Vaudou Game are a band consisting of seven members, principal of which is Peter Solo, their lead singer and guitarist. Himself born and brought up in the Togolese town of Aneho, where Vaudou is part of the everyday culture. Vaudou can be hard to describe and understand if you’re as unfamiliar with it as I am, and so I thought I would use Solo’s own words to help give a sense of what it is. In a 2016 interview he gave with Afropop Worldwide, he describes it thusly:
Vaudou means consult… our ancestors say we should consult those elements that were here before us, like the earth, water, fire and air. These elements, for our ancestors, were living, vibrating elements…
There is also the cultural dimension in Vaudou… And when I talk about culture in Vaudou, it’s not just music! There’s the art of clothing, how one dresses in Vaudou; there’s the culinary art, what we eat when we are practicing Vaudou, everything that we eat during the ceremonies… dance, song, everything like that is part of the cultural dimension of Vaudou. So music in Vaudou is undeniable!

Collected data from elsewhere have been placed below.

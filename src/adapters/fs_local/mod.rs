// Local filesystem adapter

use std::fs;
use std::path::Path;

use tracing::info;

use crate::error::{FrameCutError, FrameCutResult};
use crate::ports::*;

/// Filesystem adapter backed by `std::fs`
#[derive(Debug, Default, Clone, Copy)]
pub struct FsLocalAdapter;

impl FsLocalAdapter {
    pub fn new() -> Self {
        Self
    }

    /// Create the output directory, or make sure an existing one is empty
    pub fn prepare_output_dir(&self, dir: &Path) -> FrameCutResult<()> {
        let shown = dir.display().to_string();
        if !dir.exists() {
            fs::create_dir_all(dir)?;
            info!("Created output folder {}", shown);
            return Ok(());
        }

        if !dir.is_dir() {
            return Err(FrameCutError::OutputDirInvalid { path: shown });
        }

        if fs::read_dir(dir)?.next().is_some() {
            return Err(FrameCutError::OutputDirNotEmpty { path: shown });
        }

        Ok(())
    }
}

impl FsPort for FsLocalAdapter {
    fn is_file(&self, path: &Path) -> bool {
        path.is_file()
    }
}
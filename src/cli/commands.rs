//! Command implementations

use std::time::Instant;

use anyhow::{Context, Result};
use tracing::{info, warn};

use crate::adapters::{FFmpegAdapter, FsLocalAdapter, StdinPromptAdapter, TomlConfigAdapter};
use crate::app::{BatchCutter, BatchReport, InputResolver, InputSource};
use crate::cli::Cli;
use crate::config_initialization::build_cut_config;
use crate::utils::format_duration;

/// Execute a cutting run
///
/// Fatal configuration problems abort before any clip is cut. Per-video
/// problems end up in the returned report.
pub fn run(cli: Cli) -> Result<BatchReport> {
    let started = Instant::now();

    let file_config =
        TomlConfigAdapter::discover(cli.config.as_deref()).context("Failed to load configuration")?;
    let config = build_cut_config(&cli.args, &file_config).context("Invalid configuration")?;

    let mut transcoder = FFmpegAdapter::locate(&config.transcoder)?;
    info!("Using transcoder {}", transcoder.binary().display());

    let fs = FsLocalAdapter::new();
    fs.prepare_output_dir(&config.output_dir)?;

    let source = InputSource::classify(cli.args.file.as_deref())?;
    let mut prompt = StdinPromptAdapter::new();
    let table = InputResolver::new(&config, &fs)
        .resolve(source, &mut prompt)
        .context("Failed to load jobs")?;
    info!(
        "{} video(s) with {} frame(s) to process",
        table.len(),
        table.frame_count()
    );

    let report = BatchCutter::new(&config, &fs, &mut transcoder).run(table);
    log_summary(&report);
    info!("Program ended in {}", format_duration(started.elapsed()));
    Ok(report)
}

fn log_summary(report: &BatchReport) {
    info!(
        "{} video(s) cut, {} clip(s) written",
        report.videos_cut,
        report.clips_written.len()
    );
    if !report.skipped.is_empty() {
        warn!("{} video(s) skipped", report.skipped.len());
    }
    for failed in &report.clips_failed {
        warn!(
            "Failed clip {} ({}) of {}: {}",
            failed.output.display(),
            failed.frame,
            failed.video,
            failed.reason
        );
    }
}
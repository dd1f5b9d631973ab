// TOML config adapter - Optional configuration file

use std::fs;
use std::path::{Path, PathBuf};

use serde::Deserialize;
use tracing::{debug, info};

use crate::error::{FrameCutError, FrameCutResult};

/// Config file looked up in the working directory when none is given
pub const DEFAULT_CONFIG_FILE: &str = "framecut.toml";

/// Parsed configuration file
#[derive(Debug, Clone, Default, Deserialize, PartialEq)]
#[serde(deny_unknown_fields)]
pub struct FileConfig {
    #[serde(default)]
    pub framecut: FileSettings,
}

/// Settings of the `[framecut]` table, every key optional
#[derive(Debug, Clone, Default, Deserialize, PartialEq)]
#[serde(deny_unknown_fields)]
pub struct FileSettings {
    pub frame_separator: Option<char>,
    pub range_separator: Option<char>,
    pub audio_track: Option<i64>,
    pub extension: Option<String>,
    pub output_dir: Option<PathBuf>,
    pub transcoder: Option<String>,
}

/// TOML configuration adapter
pub struct TomlConfigAdapter;

impl TomlConfigAdapter {
    /// Load the explicit file, or the default one if present
    pub fn discover(explicit: Option<&Path>) -> FrameCutResult<FileConfig> {
        match explicit {
            Some(path) => Self::load(path),
            None => {
                let default = Path::new(DEFAULT_CONFIG_FILE);
                if default.is_file() {
                    Self::load(default)
                } else {
                    debug!("No {} found, using defaults", DEFAULT_CONFIG_FILE);
                    Ok(FileConfig::default())
                }
            }
        }
    }

    /// Load and parse one configuration file
    pub fn load(path: &Path) -> FrameCutResult<FileConfig> {
        let content = fs::read_to_string(path).map_err(|e| FrameCutError::ConfigError {
            message: format!("cannot read {}: {}", path.display(), e),
        })?;
        let config = Self::parse(&content).map_err(|e| match e {
            FrameCutError::ConfigError { message } => FrameCutError::ConfigError {
                message: format!("{}: {}", path.display(), message),
            },
            other => other,
        })?;
        info!("Loaded configuration from {}", path.display());
        Ok(config)
    }

    /// Parse configuration from a TOML string
    pub fn parse(content: &str) -> FrameCutResult<FileConfig> {
        toml::from_str(content).map_err(|e| FrameCutError::ConfigError {
            message: e.to_string(),
        })
    }
}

Vaudou is not religion. People want to try to say that Vaudou is a religion. Vaudou is not religion! Vaudou is a philosophy, Vaudou is a way of living, Vaudou is a spiritual state.
Though this is not strictly related to this album – the interview was given before Otodi was released – I feel it is still hugely beneficial to understand what Vaudou means in Togo, Benin, and to its many practitioners around the world. For further understanding of Solo’s cultural background and on Vaudou in general, I would recommend reading the article in full, which can be accessed by clicking here.
The album at hand, Otodi, styles itself as a mixture of West African folk and James Brown-esque funky soul, and it’s a rather irresistible mix. Pas La Peine is maybe the best expression of this on the album. It’s catchy, memorable, and one can clearly hear the soul inflections as well as the more African rhythms and beats. Tata Fatiguée is similarly excellent, with another catchy beat, and a backing vocal style that seems both authentically West African and also something one might hear in a James Brown song. In this combination of two seemingly disparate genres, the band have created something interesting to listen to, as well as something supremely fun and engaging, which is a testament to their talent and ability as musicians. Though it is an album with a cohesive sound and vision, it isn't all upbeat funk numbers, some songs like Lucie are disarmingly slow in comparison with the rest of the album, which makes it stand out from the rest, and it allows the band to show a softer side to their skills. At nearly an hour long, there was perhaps some room for editing, but overall, it’s something I would highly recommend.